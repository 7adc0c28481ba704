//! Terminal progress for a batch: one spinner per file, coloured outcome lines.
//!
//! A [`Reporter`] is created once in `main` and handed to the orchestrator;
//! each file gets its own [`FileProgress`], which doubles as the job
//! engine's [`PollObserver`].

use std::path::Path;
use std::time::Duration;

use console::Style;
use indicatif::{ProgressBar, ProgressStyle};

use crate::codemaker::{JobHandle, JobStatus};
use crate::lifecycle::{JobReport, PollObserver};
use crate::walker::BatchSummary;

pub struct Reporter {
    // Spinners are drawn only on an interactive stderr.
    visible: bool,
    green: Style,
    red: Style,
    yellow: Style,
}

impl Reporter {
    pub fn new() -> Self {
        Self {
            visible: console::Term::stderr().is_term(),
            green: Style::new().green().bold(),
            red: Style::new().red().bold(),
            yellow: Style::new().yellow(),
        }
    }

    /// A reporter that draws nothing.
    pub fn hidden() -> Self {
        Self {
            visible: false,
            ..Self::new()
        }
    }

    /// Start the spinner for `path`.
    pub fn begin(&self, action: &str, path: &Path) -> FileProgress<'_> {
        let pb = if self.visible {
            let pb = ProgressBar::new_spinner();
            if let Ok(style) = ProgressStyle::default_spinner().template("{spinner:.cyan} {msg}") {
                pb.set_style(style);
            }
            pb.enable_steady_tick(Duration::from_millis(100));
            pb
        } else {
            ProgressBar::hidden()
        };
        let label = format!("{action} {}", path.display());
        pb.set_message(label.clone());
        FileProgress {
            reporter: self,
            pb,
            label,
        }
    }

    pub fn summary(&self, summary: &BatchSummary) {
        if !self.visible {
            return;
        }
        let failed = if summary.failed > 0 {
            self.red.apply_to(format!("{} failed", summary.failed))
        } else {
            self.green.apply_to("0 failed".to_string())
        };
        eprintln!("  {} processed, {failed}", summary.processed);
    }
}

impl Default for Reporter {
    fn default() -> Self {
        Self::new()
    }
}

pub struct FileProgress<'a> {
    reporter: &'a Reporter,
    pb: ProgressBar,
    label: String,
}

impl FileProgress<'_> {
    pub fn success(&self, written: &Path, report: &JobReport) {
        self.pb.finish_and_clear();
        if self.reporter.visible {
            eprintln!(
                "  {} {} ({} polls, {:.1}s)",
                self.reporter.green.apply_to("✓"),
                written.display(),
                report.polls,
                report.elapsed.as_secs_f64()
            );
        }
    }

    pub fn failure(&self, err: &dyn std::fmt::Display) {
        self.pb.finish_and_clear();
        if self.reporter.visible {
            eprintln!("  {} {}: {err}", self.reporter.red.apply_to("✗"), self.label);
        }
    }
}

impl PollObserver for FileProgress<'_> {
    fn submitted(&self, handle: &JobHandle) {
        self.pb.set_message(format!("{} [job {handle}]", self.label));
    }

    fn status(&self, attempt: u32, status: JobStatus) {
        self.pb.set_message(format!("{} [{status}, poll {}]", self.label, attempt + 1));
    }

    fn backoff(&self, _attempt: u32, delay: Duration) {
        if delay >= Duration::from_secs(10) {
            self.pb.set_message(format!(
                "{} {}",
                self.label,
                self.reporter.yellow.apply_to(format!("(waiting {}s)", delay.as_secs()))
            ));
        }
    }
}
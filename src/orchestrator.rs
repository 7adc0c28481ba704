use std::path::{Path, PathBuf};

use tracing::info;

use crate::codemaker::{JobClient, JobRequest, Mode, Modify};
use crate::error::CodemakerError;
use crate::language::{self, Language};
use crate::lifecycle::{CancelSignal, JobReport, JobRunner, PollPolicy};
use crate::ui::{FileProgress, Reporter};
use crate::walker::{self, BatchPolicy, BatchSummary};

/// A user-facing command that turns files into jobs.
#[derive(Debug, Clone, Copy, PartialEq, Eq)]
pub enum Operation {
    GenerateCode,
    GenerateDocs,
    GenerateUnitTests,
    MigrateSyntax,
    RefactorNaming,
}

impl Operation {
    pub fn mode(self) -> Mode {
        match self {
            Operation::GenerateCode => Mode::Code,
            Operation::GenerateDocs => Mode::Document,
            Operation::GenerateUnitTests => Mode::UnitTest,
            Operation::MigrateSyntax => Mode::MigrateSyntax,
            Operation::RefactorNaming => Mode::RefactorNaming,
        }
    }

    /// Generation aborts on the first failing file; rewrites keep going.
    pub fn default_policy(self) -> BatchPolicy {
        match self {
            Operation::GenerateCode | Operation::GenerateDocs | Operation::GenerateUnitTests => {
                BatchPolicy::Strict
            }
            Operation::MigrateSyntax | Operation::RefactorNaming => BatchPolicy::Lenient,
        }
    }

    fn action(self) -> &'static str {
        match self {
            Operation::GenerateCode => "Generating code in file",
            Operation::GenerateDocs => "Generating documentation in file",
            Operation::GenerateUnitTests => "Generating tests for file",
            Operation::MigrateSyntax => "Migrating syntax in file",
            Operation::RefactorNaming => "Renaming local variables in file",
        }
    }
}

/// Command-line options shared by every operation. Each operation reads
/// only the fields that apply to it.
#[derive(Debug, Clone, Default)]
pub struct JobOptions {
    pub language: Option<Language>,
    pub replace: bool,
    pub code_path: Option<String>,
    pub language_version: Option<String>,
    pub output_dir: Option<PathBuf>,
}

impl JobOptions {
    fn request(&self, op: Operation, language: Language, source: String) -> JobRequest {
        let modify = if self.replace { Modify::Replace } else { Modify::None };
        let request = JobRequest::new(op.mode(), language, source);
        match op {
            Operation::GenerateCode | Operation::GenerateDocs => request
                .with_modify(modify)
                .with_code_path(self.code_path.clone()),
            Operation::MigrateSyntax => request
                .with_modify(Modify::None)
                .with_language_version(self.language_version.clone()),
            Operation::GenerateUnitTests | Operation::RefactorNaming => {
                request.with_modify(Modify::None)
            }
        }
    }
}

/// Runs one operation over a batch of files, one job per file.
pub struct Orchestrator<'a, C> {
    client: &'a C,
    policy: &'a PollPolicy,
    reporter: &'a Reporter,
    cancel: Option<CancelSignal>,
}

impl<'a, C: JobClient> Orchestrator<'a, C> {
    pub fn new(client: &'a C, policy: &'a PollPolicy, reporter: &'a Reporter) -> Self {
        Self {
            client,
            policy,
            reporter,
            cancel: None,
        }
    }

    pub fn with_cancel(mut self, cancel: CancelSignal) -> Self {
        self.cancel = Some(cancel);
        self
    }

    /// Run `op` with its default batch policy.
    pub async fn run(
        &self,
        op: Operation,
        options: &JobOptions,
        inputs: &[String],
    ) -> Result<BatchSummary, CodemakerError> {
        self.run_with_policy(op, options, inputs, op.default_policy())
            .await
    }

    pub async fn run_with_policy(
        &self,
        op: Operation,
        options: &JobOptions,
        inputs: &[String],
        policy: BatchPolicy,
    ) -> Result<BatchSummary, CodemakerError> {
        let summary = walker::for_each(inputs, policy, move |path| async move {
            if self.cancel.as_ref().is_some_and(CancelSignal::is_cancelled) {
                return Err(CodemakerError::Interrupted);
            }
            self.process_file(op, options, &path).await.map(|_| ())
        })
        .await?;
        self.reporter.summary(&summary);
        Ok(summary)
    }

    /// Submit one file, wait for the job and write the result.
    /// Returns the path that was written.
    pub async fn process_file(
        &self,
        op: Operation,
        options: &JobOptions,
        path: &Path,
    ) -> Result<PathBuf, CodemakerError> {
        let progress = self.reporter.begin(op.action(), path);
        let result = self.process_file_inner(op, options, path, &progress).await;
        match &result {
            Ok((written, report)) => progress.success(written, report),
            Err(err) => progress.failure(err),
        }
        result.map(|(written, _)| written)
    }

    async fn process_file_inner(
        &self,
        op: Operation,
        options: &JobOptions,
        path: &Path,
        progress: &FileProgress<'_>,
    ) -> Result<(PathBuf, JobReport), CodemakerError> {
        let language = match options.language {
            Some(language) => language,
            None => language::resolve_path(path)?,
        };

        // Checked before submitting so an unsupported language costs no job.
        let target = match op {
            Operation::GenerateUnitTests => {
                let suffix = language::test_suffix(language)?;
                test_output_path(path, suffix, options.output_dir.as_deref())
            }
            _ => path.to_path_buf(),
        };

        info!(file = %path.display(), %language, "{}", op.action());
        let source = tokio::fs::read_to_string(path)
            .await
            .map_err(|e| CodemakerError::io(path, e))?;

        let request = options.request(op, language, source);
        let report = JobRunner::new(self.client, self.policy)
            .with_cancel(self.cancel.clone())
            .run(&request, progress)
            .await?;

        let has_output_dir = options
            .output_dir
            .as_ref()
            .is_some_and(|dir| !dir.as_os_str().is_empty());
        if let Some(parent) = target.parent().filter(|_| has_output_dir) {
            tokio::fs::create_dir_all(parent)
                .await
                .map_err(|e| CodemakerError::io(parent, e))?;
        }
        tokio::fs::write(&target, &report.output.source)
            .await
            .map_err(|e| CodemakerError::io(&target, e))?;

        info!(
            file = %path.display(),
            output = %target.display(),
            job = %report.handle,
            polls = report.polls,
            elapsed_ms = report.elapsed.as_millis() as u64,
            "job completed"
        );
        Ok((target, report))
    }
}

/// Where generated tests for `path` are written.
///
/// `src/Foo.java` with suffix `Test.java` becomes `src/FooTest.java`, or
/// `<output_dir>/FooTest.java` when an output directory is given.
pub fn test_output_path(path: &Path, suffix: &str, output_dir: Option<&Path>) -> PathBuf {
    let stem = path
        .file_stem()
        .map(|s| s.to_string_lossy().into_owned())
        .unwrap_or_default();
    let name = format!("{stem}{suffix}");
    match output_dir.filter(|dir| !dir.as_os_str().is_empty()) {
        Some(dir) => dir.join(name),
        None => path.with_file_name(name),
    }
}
------
[Work order]
Restate, word for word and with nothing added, the lines from the beginning of the records above through the line that contains "pub fn begin(&self, action: &str, path: &Path)".

[Exercise result]
repository 7adc0c28481ba704
//! Terminal progress for a batch: one spinner per file, coloured outcome lines.
//!
//! A [`Reporter`] is created once in `main` and handed to the orchestrator;
//! each file gets its own [`FileProgress`], which doubles as the job
//! engine's [`PollObserver`].

use std::path::Path;
use std::time::Duration;

use console::Style;
use indicatif::{ProgressBar, ProgressStyle};

use crate::codemaker::{JobHandle, JobStatus};
use crate::lifecycle::{JobReport, PollObserver};
use crate::walker::BatchSummary;

pub struct Reporter {
    // Spinners are drawn only on an interactive stderr.
    visible: bool,
    green: Style,
    red: Style,
    yellow: Style,
}

impl Reporter {
    pub fn new() -> Self {
        Self {
            visible: console::Term::stderr().is_term(),
            green: Style::new().green().bold(),
            red: Style::new().red().bold(),
            yellow: Style::new().yellow(),
        }
    }

    /// A reporter that draws nothing.
    pub fn hidden() -> Self {
        Self {
            visible: false,
            ..Self::new()
        }
    }

    /// Start the spinner for `path`.
    pub fn begin(&self, action: &str, path: &Path) -> FileProgress<'_> {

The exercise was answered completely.